What to work on >>
Output the data word for word. Begin at its first line and end at the line with "pub fn len(&self)".

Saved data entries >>
+--
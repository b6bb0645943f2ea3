//! Allocation maps: variant name -> traffic share.
//!
//! Iteration order is the variant name order (`BTreeMap`), which makes every
//! tie-break in this crate reproducible.

use std::collections::BTreeMap;

/// Traffic split across variants.
///
/// Values are fractions in `[0, 1]`. Allocations produced by the engine sum to
/// exactly `1.0` in units of `10^-precision`.
#[derive(Debug, Clone, PartialEq, Default)]
#[cfg_attr(feature = "serde", derive(serde::Serialize, serde::Deserialize))]
#[cfg_attr(feature = "serde", serde(transparent))]
pub struct Allocation(BTreeMap<String, f64>);

impl Allocation {
    pub fn new() -> Self {
        Self(BTreeMap::new())
    }

    /// Unrounded `1/N` split over `names`.
    pub fn equal_shares<I, S>(names: I) -> Self
    where
        I: IntoIterator<Item = S>,
        S: Into<String>,
    {
        let mut m: BTreeMap<String, f64> = names.into_iter().map(|n| (n.into(), 0.0)).collect();
        let n = m.len() as f64;
        for v in m.values_mut() {
            *v = 1.0 / n;
        }
        Self(m)
    }

    /// Uniform split rounded to `precision` places.
    ///
    /// The rounding residual goes to the first variant by name, so the shares
    /// sum to exactly 1 at that precision.
    pub fn uniform<I, S>(names: I, precision: u32) -> Self
    where
        I: IntoIterator<Item = S>,
        S: Into<String>,
    {
        let equal = Self::equal_shares(names);
        match normalize_rounded(&equal, precision) {
            Some(r) => r.allocation,
            None => equal,
        }
    }

    pub fn get(&self, name: &str) -> Option<f64> {
        self.0.get(name).copied()
    }

    pub fn insert(&mut self, name: impl Into<String>, share: f64) -> Option<f64> {
        self.0.insert(name.into(), share)
    }

    pub fn contains(&self, name: &str) -> bool {
        self.0.contains_key(name)
    }

    pub fn len(&self) -> usize {
        self.0.len()
    }

    pub fn is_empty(&self) -> bool {
        self.0.is_empty()
    }

    pub fn iter(&self) -> impl Iterator<Item = (&String, &f64)> {
        self.0.iter()
    }

    pub fn names(&self) -> impl Iterator<Item = &String> {
        self.0.keys()
    }

    /// Sum of all shares.
    pub fn total(&self) -> f64 {
        self.0.values().sum()
    }

    /// Apply `f(name, share)` to every entry, returning a new allocation.
    pub fn map_shares<F>(&self, mut f: F) -> Self
    where
        F: FnMut(&str, f64) -> f64,
    {
        Self(
            self.0
                .iter()
                .map(|(k, &v)| (k.clone(), f(k, v)))
                .collect(),
        )
    }

    pub fn as_map(&self) -> &BTreeMap<String, f64> {
        &self.0
    }

    pub fn into_inner(self) -> BTreeMap<String, f64> {
        self.0
    }
}

impl From<BTreeMap<String, f64>> for Allocation {
    fn from(m: BTreeMap<String, f64>) -> Self {
        Self(m)
    }
}

impl<S: Into<String>> FromIterator<(S, f64)> for Allocation {
    fn from_iter<T: IntoIterator<Item = (S, f64)>>(iter: T) -> Self {
        Self(iter.into_iter().map(|(k, v)| (k.into(), v)).collect())
    }
}

impl<'a> IntoIterator for &'a Allocation {
    type Item = (&'a String, &'a f64);
    type IntoIter = std::collections::btree_map::Iter<'a, String, f64>;

    fn into_iter(self) -> Self::IntoIter {
        self.0.iter()
    }
}

/// Result of [`normalize_rounded`].
#[derive(Debug, Clone, PartialEq)]
pub struct Normalized {
    pub allocation: Allocation,
    /// Variant that absorbed the rounding residual.
    pub residual_variant: String,
    /// Residual in units of `10^-precision` (may be negative or zero).
    pub residual_units: i64,
}

/// Rescale `alloc` to sum to one, then round every share to `precision`
/// decimal places.
///
/// The rounding residual is assigned to the variant with the largest
/// pre-rounding share (ties broken by name order), so the rounded shares sum
/// to exactly `10^precision` units. A negative residual larger than that
/// share spills over to the next-largest shares.
///
/// Returns `None` when the input is empty or its sum is not positive and finite.
pub fn normalize_rounded(alloc: &Allocation, precision: u32) -> Option<Normalized> {
    let total = alloc.total();
    if alloc.is_empty() || !total.is_finite() || total <= 0.0 {
        return None;
    }
    let scale = 10i64.pow(precision.min(crate::config::MAX_PRECISION));

    let mut ranked: Vec<(&String, f64)> = Vec::with_capacity(alloc.len());
    let mut units: BTreeMap<&String, i64> = BTreeMap::new();
    for (name, &v) in alloc.iter() {
        let share = (v / total).max(0.0);
        ranked.push((name, share));
        units.insert(name, (share * scale as f64).round() as i64);
    }
    // Largest share first; the stable sort keeps name order among ties.
    ranked.sort_by(|a, b| b.1.total_cmp(&a.1));
    let target_name = ranked.first()?.0;

    let residual = scale - units.values().sum::<i64>();
    let mut remaining = residual;
    for (name, _) in &ranked {
        if remaining == 0 {
            break;
        }
        if let Some(u) = units.get_mut(name) {
            let adjusted = (*u + remaining).max(0);
            remaining -= adjusted - *u;
            *u = adjusted;
        }
    }

    let allocation = units
        .into_iter()
        .map(|(k, u)| (k.clone(), u as f64 / scale as f64))
        .collect();
    Some(Normalized {
        allocation,
        residual_variant: target_name.clone(),
        residual_units: residual,
    })
}
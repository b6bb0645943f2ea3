//! Error types for allocation requests and configuration.

use thiserror::Error;

/// Convenience alias used throughout the crate.
pub type Result<T> = std::result::Result<T, AllocationError>;

/// Top-level error returned by the allocation engine.
///
/// Every failure is a validation failure: the inputs or the configuration are
/// malformed. Nothing here is transient, so callers should not retry.
#[derive(Debug, Error, Clone, PartialEq)]
pub enum AllocationError {
    /// Variant observations (or the previous allocation) are malformed.
    #[error("invalid input: {0}")]
    InvalidInput(#[from] InputError),

    /// Configuration parameters are out of range.
    #[error("invalid config: {0}")]
    InvalidConfig(#[from] ConfigError),
}

impl AllocationError {
    /// Returns true if this error came from input validation.
    pub fn is_input_error(&self) -> bool {
        matches!(self, AllocationError::InvalidInput(_))
    }

    /// Returns true if this error came from config validation.
    pub fn is_config_error(&self) -> bool {
        matches!(self, AllocationError::InvalidConfig(_))
    }
}

/// Problems with the variant observations supplied to the engine.
#[derive(Debug, Error, Clone, PartialEq, Eq)]
pub enum InputError {
    /// No variants were supplied.
    #[error("at least one variant must be provided")]
    NoVariants,

    /// A variant has an empty name.
    #[error("variant at position {index} has an empty name")]
    EmptyName { index: usize },

    /// The same name appears more than once.
    #[error("duplicate variant name '{name}'")]
    DuplicateName { name: String },

    /// `clicks > impressions`.
    #[error("variant '{name}': clicks ({clicks}) cannot exceed impressions ({impressions})")]
    ClicksExceedImpressions {
        name: String,
        clicks: u64,
        impressions: u64,
    },

    /// `conversions > clicks`.
    #[error("variant '{name}': conversions ({conversions}) cannot exceed clicks ({clicks})")]
    ConversionsExceedClicks {
        name: String,
        conversions: u64,
        clicks: u64,
    },

    /// A previous-allocation share is non-finite or outside `[0, 1]`.
    #[error("previous allocation for '{name}' is {value}, expected a fraction in [0, 1]")]
    InvalidPreviousShare { name: String, value: String },
}

/// Problems with an [`AllocationConfig`][crate::AllocationConfig].
#[derive(Debug, Error, Clone, PartialEq, Eq)]
pub enum ConfigError {
    /// A Beta prior pseudo-count is not a positive finite number.
    #[error("{field} must be a positive finite number, got {value}")]
    NonPositivePrior { field: &'static str, value: String },

    /// A rate parameter is non-finite or outside `[0, 1]`.
    #[error("{field} must lie in [0, 1], got {value}")]
    RateOutOfRange { field: &'static str, value: String },

    /// Rounding precision outside the supported range.
    #[error("precision must be between 1 and {max} decimal places, got {value}")]
    PrecisionOutOfRange { value: u32, max: u32 },

    /// The floor-protected variant name is empty.
    #[error("protected variant name cannot be empty")]
    EmptyProtectedVariant,

    /// An environment value could not be parsed.
    #[error("{key} has unparseable value '{value}'")]
    Unparseable { key: &'static str, value: String },
}

#[cfg(test)]
mod tests {
    use super::*;

    #[test]
    fn input_errors_convert_into_allocation_error() {
        let e: AllocationError = InputError::NoVariants.into();
        assert!(e.is_input_error());
        assert!(!e.is_config_error());
        assert_eq!(
            e.to_string(),
            "invalid input: at least one variant must be provided"
        );
    }

    #[test]
    fn config_errors_render_field_and_value() {
        let e: AllocationError = ConfigError::RateOutOfRange {
            field: "control_floor",
            value: "1.5".to_string(),
        }
        .into();
        assert!(e.is_config_error());
        assert_eq!(
            e.to_string(),
            "invalid config: control_floor must lie in [0, 1], got 1.5"
        );
    }
}
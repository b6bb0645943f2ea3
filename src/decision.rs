//! Audit trail for allocation computations.
//!
//! Every constraint that changes a share, and every fallback taken, leaves an
//! [`AllocationNote`] in the report. Callers persisting allocations for audit
//! can store the notes next to the config that produced them.

/// Which branch of the engine produced an allocation.
#[derive(Debug, Clone, Copy, PartialEq, Eq)]
#[cfg_attr(feature = "serde", derive(serde::Serialize, serde::Deserialize))]
#[cfg_attr(feature = "serde", serde(rename_all = "snake_case"))]
pub enum AllocationMode {
    /// Too little data: uniform split.
    Warmup,
    /// Thompson sampling plus guardrails.
    Optimizing,
}

impl AllocationMode {
    pub fn as_str(&self) -> &'static str {
        match self {
            AllocationMode::Warmup => "warmup",
            AllocationMode::Optimizing => "optimizing",
        }
    }
}

impl std::fmt::Display for AllocationMode {
    fn fmt(&self, f: &mut std::fmt::Formatter<'_>) -> std::fmt::Result {
        f.write_str(self.as_str())
    }
}

/// Typed notes describing why an allocation looks the way it does.
///
/// Prefer adding new variants over changing existing semantics.
#[derive(Debug, Clone, PartialEq)]
#[cfg_attr(feature = "serde", derive(serde::Serialize, serde::Deserialize))]
#[cfg_attr(feature = "serde", serde(tag = "kind", rename_all = "snake_case"))]
pub enum AllocationNote {
    /// Total impressions were below the warmup threshold.
    WarmupUniform {
        total_impressions: u64,
        warmup_threshold: u64,
    },

    /// Sampled thetas summed to zero (or were not finite); raw shares fell back to uniform.
    DegenerateSamples,

    /// Raw shares were blended toward uniform.
    ExplorationBlended { rate: f64 },

    /// The protected variant was below the floor and was raised to it.
    ControlFloorRaised {
        variant: String,
        before: f64,
        floor: f64,
        deficit: f64,
    },

    /// A control floor is configured but no variant carries the protected name.
    ProtectedVariantMissing { variant: String },

    /// A share would have gone negative while absorbing the control deficit.
    ShareClampedAtZero { variant: String },

    /// A share moved more than `max_daily_shift` from the previous allocation.
    DailyShiftCapped {
        variant: String,
        previous: f64,
        proposed: f64,
        capped: f64,
    },

    /// The previous allocation had no entry for this variant; its shift was not capped.
    PreviousShareMissing { variant: String },

    /// Shares summed to zero before normalization; fell back to uniform.
    DegenerateNormalization,

    /// Rounding residual, in units of `10^-precision`, assigned to one variant.
    RoundingResidual { variant: String, units: i64 },
}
+--
Exercise solution >>
repository b6bb0645943f2ea3
//! Allocation maps: variant name -> traffic share.
//!
//! Iteration order is the variant name order (`BTreeMap`), which makes every
//! tie-break in this crate reproducible.

use std::collections::BTreeMap;

/// Traffic split across variants.
///
/// Values are fractions in `[0, 1]`. Allocations produced by the engine sum to
/// exactly `1.0` in units of `10^-precision`.
#[derive(Debug, Clone, PartialEq, Default)]
#[cfg_attr(feature = "serde", derive(serde::Serialize, serde::Deserialize))]
#[cfg_attr(feature = "serde", serde(transparent))]
pub struct Allocation(BTreeMap<String, f64>);

impl Allocation {
    pub fn new() -> Self {
        Self(BTreeMap::new())
    }

    /// Unrounded `1/N` split over `names`.
    pub fn equal_shares<I, S>(names: I) -> Self
    where
        I: IntoIterator<Item = S>,
        S: Into<String>,
    {
        let mut m: BTreeMap<String, f64> = names.into_iter().map(|n| (n.into(), 0.0)).collect();
        let n = m.len() as f64;
        for v in m.values_mut() {
            *v = 1.0 / n;
        }
        Self(m)
    }

    /// Uniform split rounded to `precision` places.
    ///
    /// The rounding residual goes to the first variant by name, so the shares
    /// sum to exactly 1 at that precision.
    pub fn uniform<I, S>(names: I, precision: u32) -> Self
    where
        I: IntoIterator<Item = S>,
        S: Into<String>,
    {
        let equal = Self::equal_shares(names);
        match normalize_rounded(&equal, precision) {
            Some(r) => r.allocation,
            None => equal,
        }
    }

    pub fn get(&self, name: &str) -> Option<f64> {
        self.0.get(name).copied()
    }

    pub fn insert(&mut self, name: impl Into<String>, share: f64) -> Option<f64> {
        self.0.insert(name.into(), share)
    }

    pub fn contains(&self, name: &str) -> bool {
        self.0.contains_key(name)
    }

    pub fn len(&self) -> usize {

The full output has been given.